Staying strong in the fight against polio
COVID-19 will not deter our efforts to provide life-saving vaccines.
Polio remains an urgent global challenge and one that has been complicated this year by COVID-19. We are close to achieving eradication: Since 1988, the number of children affected by polio has reduced by 99 per cent – from 350,000 cases in 125 countries, to fewer than 200 cases today in just two countries: Afghanistan and Pakistan. UNICEF celebrates the efforts of hundreds of thousands of health workers and community members globally who are rising above the challenge to protect children and families from the coronavirus, while striving to safely resume polio vaccination campaigns and immunization activities.
Kinshasa, Democratic Republic of the Congo – Richard Elaka, 60, is a polio survivor in Kinshasa, the capital of the Democratic Republic of the Congo. He was infected with polio at the age of 7 and has been moving around on crutches ever since. For more than 20 years, Richard has been a community outreach worker, walking the streets of his community to speak with mothers and fathers about the importance of vaccination and sharing his own story. "I realized that many families don't get their children vaccinated because of a lack of knowledge," he explains.
Richard continues promoting immunizations for children as his country safely resumes polio vaccination campaigns and activities after a pause of several months due to the COVID-19 pandemic.

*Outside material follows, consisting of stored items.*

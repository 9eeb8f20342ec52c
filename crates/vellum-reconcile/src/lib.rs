//! Vellum Reconcile - Convergent merge of concurrently-edited scenes
//!
//! This crate implements the reconciler: it merges a local element
//! sequence with a remotely-received, optionally order-annotated batch
//! into one consistent sequence, resolving per-id content through the
//! version/nonce vocabulary shared with the delta layer. Merging is
//! deterministic and commutative, so independent replicas converge on the
//! same scene without central coordination.

pub mod reconcile;

pub use reconcile::*;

Islamabad, Pakistan – Sadia Saleem, 24, responds to as many as 150 calls a day, providing vital information about the COVID-19 pandemic to concerned parents and caregivers. She works at the National Polio Emergency Operation Centre in Islamabad, Pakistan, which the Government has expanded to serve as the National COVID-19 Helpline. The helpline is currently managed by 250 call agents and 16 doctors, and receives over 70,000 phone calls daily.
Ashanti Region, Ghana – A polio vaccination team shares a lighter moment with a UNICEF photographer on their way back from a door-to-door polio vaccination campaign in Kumasi City, Ashanti Region. After a pause of nearly six months, Ghana is one of several countries in Africa that have been successful in safely resuming polio immunization campaigns following COVID-19 safety measures. In March, the Global Polio Eradication Initiative recommended that countries pause polio campaign activities to prevent further spread of coronavirus.
Kandahar, Afghanistan – Polio community worker Ruksar (left) and her colleague talk to a mother on the importance of handwashing to protect her children from COVID-19. Over 3,500 polio community workers in southern and eastern Afghanistan are reaching out to parents and caregivers, distributing soap bars, promoting handwashing and physical distancing, and supporting the delivery of vaccines and other basic health services for children and families.
Peshawar, Pakistan – Sami and Umar, friends from Peshawar, Pakistan, view COVID-19 messages on their mobile. Polio community workers are adapting to physical distancing and using WhatsApp to promote healthy behaviours during the lockdown. They also partner with community mobilizers, media, religious clerics, traditional leaders and civil society to promote hygiene practices and physical distancing, and to distribute soaps and report cases to surveillance channels.
Addis Ababa, Ethiopia – Amen Samuel, 3, and Blen Samuel, 5, receive the polio vaccine from Mekdes Eyasu, 23, a health worker in Addis Ababa. Mekdes vaccinated around 250 children daily during the recently held polio vaccination campaign in Ethiopia, which targeted 7 million children under five years of age.
Caracas, Venezuela – Mariangel García was vaccinated against polio during a vaccination day supported by UNICEF in the Catia community, located in Caracas, Venezuela. UNICEF supports immunization programmes and campaigns in Venezuela through vaccine procurement and technical assistance.
Lahore, Pakistan – A young girl shows her marked finger after receiving the polio vaccine in Lahore, Pakistan. The country’s first national polio vaccination campaign after a six-month pause due to COVID-19 reached over 39 million children under five years of age. More than 260,000 trained frontline workers went door to door, equipped with personal protective gear to ensure the safety of children, caregivers and polio workers during the COVID-19 pandemic.
Mogadishu, Somalia – Sudents trained in social work go door to door, providing vital information to protect children and their families from COVID-19. The students also offer counselling and referrals to health, social and legal services.
Kandahar, Afghanistan – A one-year old child receives the polio vaccine in the Spin Boldak District of Kandahar Province during a September vaccination campaign that targeted more than 6 million children under five years of age.
Over 3,500 polio community workers in Afghanistan continued reaching out to families, promoting handwashing and physical distancing, and distributing soap while supporting the safe resumption of polio campaigns, immunization activities and basic health services.
Ghana – Nine-year-old Christabel Owusu-Ampofo helped a vaccination team find and vaccinate unimmunized children during the recent national polio vaccination campaign in Ghana. Christabel approached a vaccination monitoring team and reported that there were a number of children nearby who had not been vaccinated. She confidently led the team through the market, across makeshift bridges and open drains to a house where the team discovered five children who had not been immunized against the polio virus.
Hats off to this young vaccine champion!